BANDUNG, TEROPONGMEDIA.ID — Kepolisian Resor (Polres) Kota Sibolga, Sumatera Utara, berhasil menangkap tiga pelaku tindak kekerasan yang terjadi di Masjid Agung Sibolga dan menewaskan seorang mahasiswa pada Jumat (31/10/2025).
Ketiga pelaku yang diamankan masing-masing berinisial ZP alias A (57), HB alias K (46), dan SS alias J (40). Pihak kepolisian menyebut, pengungkapan kasus tersebut merupakan hasil kerja cepat dan koordinasi sinergis antarpersonel yang langsung bergerak setelah menerima laporan kejadian.
“Begitu mendapat laporan dan hasil rekaman CCTV tim langsung melakukan penyelidikan intensif. Kurang dari satu hari dua pelaku utama berhasil kami amankan,” kata Kapolres Kota Sibolga, Ajun Komisaris Besar Polisi (AKBP) Eddy Inganta, dalam keterangan resmi yang diterima di Medan sebagaimana dikutip Antara, Senin (3/11/2025).
Eddy menuturkan, satu pelaku lainnya berhasil ditangkap pada hari berikutnya saat mencoba melarikan diri dari kejaran petugas.
“Kami masih terus mengembangkan penyelidikan untuk memburu satu pelaku lain yang belum ditangkap,” kata dia.
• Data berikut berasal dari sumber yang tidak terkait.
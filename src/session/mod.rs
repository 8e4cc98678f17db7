pub mod scroll_session;
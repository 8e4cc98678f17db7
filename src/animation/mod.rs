pub mod spring;
pub mod track;
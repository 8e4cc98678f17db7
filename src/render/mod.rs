pub mod css;
pub mod sink;
use super::*;

#[test]
fn every_builtin_scene_builds_and_validates() {
    for kind in SceneKind::ALL {
        let c = kind.build().unwrap();
        assert_eq!(c.name, kind.name());
        assert!(!c.modules.is_empty());
    }
}

#[test]
fn scene_names_round_trip_through_from_str() {
    for kind in SceneKind::ALL {
        assert_eq!(kind.to_string().parse::<SceneKind>().unwrap(), kind);
    }
    assert!("footer".parse::<SceneKind>().is_err());
}

#[test]
fn showcase_strip_pans_from_one_to_minus_seventy_five_percent() {
    let c = SceneKind::Showcase.build().unwrap();
    let strip = c.module(sections::PROJECT_STRIP).unwrap();
    assert_eq!(strip.tracks.x.evaluate(0.0), 1.0);
    assert_eq!(strip.tracks.x.evaluate(1.0), -75.0);
    assert_eq!(strip.tracks.x.evaluate(0.5), -37.0);
}

#[test]
fn about_uses_pass_through_offsets() {
    let c = SceneKind::About.build().unwrap();
    assert_eq!(c.offsets, crate::scroll::region::ScrollOffsets::PASS_THROUGH);
    let copy = c.module(sections::ABOUT_COPY).unwrap();
    assert_eq!(copy.tracks.y.evaluate(0.5), 0.0);
}
pub mod evaluator;
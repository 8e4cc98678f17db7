use crate::foundation::core::Progress;
use crate::foundation::error::{FolioError, FolioResult};

/// Scroll range `[start, end]` over which a view's progress runs from 0 to 1.
#[derive(Clone, Copy, Debug, PartialEq, serde::Serialize, serde::Deserialize)]
pub struct TrackedRegion {
    /// Scroll offset at which progress is 0.
    pub start: f64,
    /// Scroll offset at which progress is 1.
    pub end: f64,
}

impl TrackedRegion {
    /// Region with explicit bounds.
    pub fn new(start: f64, end: f64) -> FolioResult<Self> {
        if !(start.is_finite() && end.is_finite()) {
            return Err(FolioError::validation(format!(
                "TrackedRegion bounds must be finite, got [{start}, {end}]"
            )));
        }
        Ok(Self { start, end })
    }

    /// Derive the region from element layout and an offset pair.
    pub fn from_layout(layout: ElementLayout, offsets: ScrollOffsets) -> Self {
        Self {
            start: offsets.start.scroll_offset(layout),
            end: offsets.end.scroll_offset(layout),
        }
    }

    /// Signed length of the region.
    pub fn len(&self) -> f64 {
        self.end - self.start
    }

    /// `true` for a zero-length region.
    pub fn is_empty(&self) -> bool {
        self.len() == 0.0
    }

    /// `clamp((scroll − start) / (end − start), 0, 1)`; a zero-length region yields 0.
    pub fn progress(&self, scroll: f64) -> Progress {
        let span = self.len();
        if span == 0.0 || !span.is_finite() {
            return Progress::START;
        }
        Progress::new((scroll - self.start) / span)
    }
}

/// Layout of a tracked element, in document scroll coordinates.
#[derive(Clone, Copy, Debug, PartialEq, serde::Serialize, serde::Deserialize)]
pub struct ElementLayout {
    /// Offset of the element's top edge from the document top.
    pub top: f64,
    /// Element height.
    pub height: f64,
    /// Height of the scrolling viewport.
    pub viewport_height: f64,
}

/// A reference line on an element or the viewport.
#[derive(Clone, Copy, Debug, PartialEq, Eq, serde::Serialize, serde::Deserialize)]
#[serde(rename_all = "snake_case")]
pub enum Edge {
    /// Top edge.
    Start,
    /// Vertical midpoint.
    Center,
    /// Bottom edge.
    End,
}

impl Edge {
    /// Position of this edge as a fraction of the box height.
    pub fn fraction(self) -> f64 {
        match self {
            Self::Start => 0.0,
            Self::Center => 0.5,
            Self::End => 1.0,
        }
    }
}

/// "`target` edge of the element meets `container` edge of the viewport".
#[derive(Clone, Copy, Debug, PartialEq, Eq, serde::Serialize, serde::Deserialize)]
pub struct ScrollOffset {
    /// Edge on the tracked element.
    pub target: Edge,
    /// Edge on the viewport.
    pub container: Edge,
}

impl ScrollOffset {
    /// Scroll offset at which the two edges line up.
    pub fn scroll_offset(self, layout: ElementLayout) -> f64 {
        layout.top + self.target.fraction() * layout.height
            - self.container.fraction() * layout.viewport_height
    }
}

/// Offset pair marking where progress is 0 and where it is 1.
#[derive(Clone, Copy, Debug, PartialEq, Eq, serde::Serialize, serde::Deserialize)]
pub struct ScrollOffsets {
    /// Intersection at progress 0.
    pub start: ScrollOffset,
    /// Intersection at progress 1.
    pub end: ScrollOffset,
}

impl ScrollOffsets {
    /// Element top at viewport top, through element bottom at viewport bottom.
    pub const CONTAINED: Self = Self {
        start: ScrollOffset {
            target: Edge::Start,
            container: Edge::Start,
        },
        end: ScrollOffset {
            target: Edge::End,
            container: Edge::End,
        },
    };

    /// Element top entering the viewport bottom, through element bottom leaving the top.
    pub const PASS_THROUGH: Self = Self {
        start: ScrollOffset {
            target: Edge::Start,
            container: Edge::End,
        },
        end: ScrollOffset {
            target: Edge::End,
            container: Edge::Start,
        },
    };
}

impl Default for ScrollOffsets {
    fn default() -> Self {
        Self::CONTAINED
    }
}

#[cfg(test)]
#[path = "../../tests/unit/scroll/region.rs"]
mod tests;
Ia memastikan polisi memburu satu pelaku kasus dugaan tindak pidana kekerasan yang mengakibatkan hilangnya nyawa yang terjadi di halaman Masjid Agung.
“Polres masih terus mengembangkan penyidikan untuk memburu satu pelaku lain yang belum tertangkap,” ujar Eddy.
Eddy menjelaskan, penyidik akan melakukan pemeriksaan terhadap sejumlah saksi, melakukan rekonstruksi kejadian, serta menyiapkan pelimpahan berkas perkara kepada Jaksa Penuntut Umum (JPU).
Baca Juga:
Kasus Pengeroyokan Dokter di Indramayu, 5 Terduga Pelaku Diamankan
Dokter di Indramayu Jadi Korban Pengeroyokan, Oknum Kades Diduga Terlibat
Berdasarkan keterangan saksi dan rekaman CCTV, peristiwa tragis itu berawal saat korban yang hendak beristirahat di Masjid Agung Sibolga ditegur dan kemudian dianiaya oleh beberapa pelaku hingga mengalami luka parah di bagian kepala.
Korban sempat dilarikan ke Rumah Sakit Umum Daerah (RSUD) Dr. F.L. Tobing Sibolga untuk mendapatkan perawatan medis, namun pada Sabtu (1/11/2025) pukul 05.55 WIB dinyatakan meninggal dunia.
Eddy menegaskan, pihaknya berkomitmen menuntaskan kasus ini secara profesional dan transparan. Ia menekankan, tidak ada toleransi terhadap segala bentuk kekerasan, terlebih yang terjadi di lingkungan rumah ibadah.